*WORK TO BE COMPLETED*: Every line below that has the string "output" needs to be copied.
*-*-*
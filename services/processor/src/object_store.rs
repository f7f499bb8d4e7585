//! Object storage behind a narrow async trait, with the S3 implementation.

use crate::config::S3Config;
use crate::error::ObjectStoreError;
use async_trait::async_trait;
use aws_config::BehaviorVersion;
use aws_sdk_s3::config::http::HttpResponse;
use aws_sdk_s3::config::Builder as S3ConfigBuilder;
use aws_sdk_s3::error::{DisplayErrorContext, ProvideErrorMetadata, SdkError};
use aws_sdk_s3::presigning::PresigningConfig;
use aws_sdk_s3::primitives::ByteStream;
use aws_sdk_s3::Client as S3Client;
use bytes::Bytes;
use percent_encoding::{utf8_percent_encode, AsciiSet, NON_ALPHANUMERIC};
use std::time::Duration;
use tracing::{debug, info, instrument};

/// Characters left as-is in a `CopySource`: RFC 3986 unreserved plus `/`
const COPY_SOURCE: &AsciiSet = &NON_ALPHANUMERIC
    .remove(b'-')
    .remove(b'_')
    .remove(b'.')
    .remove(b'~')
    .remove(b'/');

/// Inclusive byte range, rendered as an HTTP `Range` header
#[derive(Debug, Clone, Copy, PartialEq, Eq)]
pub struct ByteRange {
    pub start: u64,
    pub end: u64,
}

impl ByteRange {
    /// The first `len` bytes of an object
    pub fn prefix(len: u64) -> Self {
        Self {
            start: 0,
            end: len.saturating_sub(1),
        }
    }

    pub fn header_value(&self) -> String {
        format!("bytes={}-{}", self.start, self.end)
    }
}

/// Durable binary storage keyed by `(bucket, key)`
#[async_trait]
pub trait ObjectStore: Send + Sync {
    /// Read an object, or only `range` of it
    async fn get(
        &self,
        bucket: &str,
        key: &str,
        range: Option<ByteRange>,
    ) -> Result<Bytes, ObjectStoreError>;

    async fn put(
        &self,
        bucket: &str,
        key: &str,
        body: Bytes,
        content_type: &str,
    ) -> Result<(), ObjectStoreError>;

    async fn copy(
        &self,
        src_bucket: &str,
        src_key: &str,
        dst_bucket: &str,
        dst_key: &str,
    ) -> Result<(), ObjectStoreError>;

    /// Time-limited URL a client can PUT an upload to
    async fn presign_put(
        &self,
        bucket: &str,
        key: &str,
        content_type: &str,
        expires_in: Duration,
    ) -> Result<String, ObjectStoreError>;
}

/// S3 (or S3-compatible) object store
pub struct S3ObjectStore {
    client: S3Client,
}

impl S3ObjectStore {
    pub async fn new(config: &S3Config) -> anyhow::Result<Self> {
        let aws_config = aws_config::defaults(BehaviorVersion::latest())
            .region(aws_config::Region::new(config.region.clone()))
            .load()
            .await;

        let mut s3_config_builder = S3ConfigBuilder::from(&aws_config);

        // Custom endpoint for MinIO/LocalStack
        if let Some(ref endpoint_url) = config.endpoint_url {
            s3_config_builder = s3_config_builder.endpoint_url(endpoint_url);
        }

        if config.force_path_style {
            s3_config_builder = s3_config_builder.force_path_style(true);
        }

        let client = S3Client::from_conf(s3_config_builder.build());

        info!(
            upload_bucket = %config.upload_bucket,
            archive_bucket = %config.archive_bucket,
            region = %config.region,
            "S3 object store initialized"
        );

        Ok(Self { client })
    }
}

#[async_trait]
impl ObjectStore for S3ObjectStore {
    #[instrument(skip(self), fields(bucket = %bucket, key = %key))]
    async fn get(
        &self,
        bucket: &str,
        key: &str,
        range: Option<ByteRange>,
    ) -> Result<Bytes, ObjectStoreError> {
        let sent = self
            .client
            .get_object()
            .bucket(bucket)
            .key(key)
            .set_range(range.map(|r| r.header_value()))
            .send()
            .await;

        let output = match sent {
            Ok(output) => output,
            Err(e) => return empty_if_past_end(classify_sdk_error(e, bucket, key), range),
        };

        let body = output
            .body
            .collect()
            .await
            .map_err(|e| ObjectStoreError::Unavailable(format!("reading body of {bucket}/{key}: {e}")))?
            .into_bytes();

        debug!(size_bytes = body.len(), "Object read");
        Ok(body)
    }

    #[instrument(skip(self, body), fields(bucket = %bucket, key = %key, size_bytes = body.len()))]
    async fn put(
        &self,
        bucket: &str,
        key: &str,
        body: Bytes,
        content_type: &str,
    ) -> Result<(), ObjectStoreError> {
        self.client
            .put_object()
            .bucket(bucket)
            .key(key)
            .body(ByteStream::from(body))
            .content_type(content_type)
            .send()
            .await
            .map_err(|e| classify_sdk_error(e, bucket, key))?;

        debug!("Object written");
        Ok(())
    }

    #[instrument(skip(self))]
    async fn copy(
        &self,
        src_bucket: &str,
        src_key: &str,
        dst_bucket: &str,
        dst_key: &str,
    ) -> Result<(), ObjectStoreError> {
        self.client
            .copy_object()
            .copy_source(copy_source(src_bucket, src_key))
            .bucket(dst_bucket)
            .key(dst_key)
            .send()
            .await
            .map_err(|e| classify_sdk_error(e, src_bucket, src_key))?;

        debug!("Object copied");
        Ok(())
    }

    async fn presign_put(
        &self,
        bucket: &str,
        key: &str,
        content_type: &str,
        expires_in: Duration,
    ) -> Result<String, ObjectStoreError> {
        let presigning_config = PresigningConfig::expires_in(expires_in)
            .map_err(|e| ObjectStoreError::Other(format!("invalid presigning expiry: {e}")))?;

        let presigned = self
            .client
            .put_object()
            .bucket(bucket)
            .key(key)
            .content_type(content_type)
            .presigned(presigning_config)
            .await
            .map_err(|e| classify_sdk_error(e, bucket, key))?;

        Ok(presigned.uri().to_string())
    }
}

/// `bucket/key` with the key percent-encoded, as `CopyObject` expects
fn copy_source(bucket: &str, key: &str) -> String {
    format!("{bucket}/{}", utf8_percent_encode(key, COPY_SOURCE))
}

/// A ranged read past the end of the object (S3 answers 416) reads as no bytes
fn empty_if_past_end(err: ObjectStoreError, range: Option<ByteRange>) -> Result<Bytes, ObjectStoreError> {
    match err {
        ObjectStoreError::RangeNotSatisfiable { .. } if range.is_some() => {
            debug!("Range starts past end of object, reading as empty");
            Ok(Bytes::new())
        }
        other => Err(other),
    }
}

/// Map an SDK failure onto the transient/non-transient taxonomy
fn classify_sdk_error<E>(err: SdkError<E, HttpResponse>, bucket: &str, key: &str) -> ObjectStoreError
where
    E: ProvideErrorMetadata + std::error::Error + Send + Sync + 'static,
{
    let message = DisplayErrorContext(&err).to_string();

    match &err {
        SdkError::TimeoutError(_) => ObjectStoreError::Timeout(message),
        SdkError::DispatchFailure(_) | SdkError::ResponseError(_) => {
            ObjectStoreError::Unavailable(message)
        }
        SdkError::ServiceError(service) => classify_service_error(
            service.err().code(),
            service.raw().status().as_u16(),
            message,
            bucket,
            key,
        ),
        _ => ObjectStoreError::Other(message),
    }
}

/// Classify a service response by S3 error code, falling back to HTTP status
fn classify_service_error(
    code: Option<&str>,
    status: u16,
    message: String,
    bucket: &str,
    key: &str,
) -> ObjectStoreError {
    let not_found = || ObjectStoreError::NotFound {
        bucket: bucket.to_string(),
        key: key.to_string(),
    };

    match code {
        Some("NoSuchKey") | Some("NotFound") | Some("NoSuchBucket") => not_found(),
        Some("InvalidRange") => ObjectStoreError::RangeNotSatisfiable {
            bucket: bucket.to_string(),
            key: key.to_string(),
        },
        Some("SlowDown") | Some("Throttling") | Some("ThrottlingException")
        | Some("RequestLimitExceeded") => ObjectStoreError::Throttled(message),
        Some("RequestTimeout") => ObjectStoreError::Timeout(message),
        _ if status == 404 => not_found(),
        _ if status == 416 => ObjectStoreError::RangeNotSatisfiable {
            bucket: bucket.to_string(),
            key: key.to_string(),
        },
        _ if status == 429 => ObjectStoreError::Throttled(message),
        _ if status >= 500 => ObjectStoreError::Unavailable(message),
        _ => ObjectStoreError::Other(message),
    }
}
*-*-*
*WRITTEN SOLUTION*:
        let output = match sent {
            Ok(output) => output,
        let body = output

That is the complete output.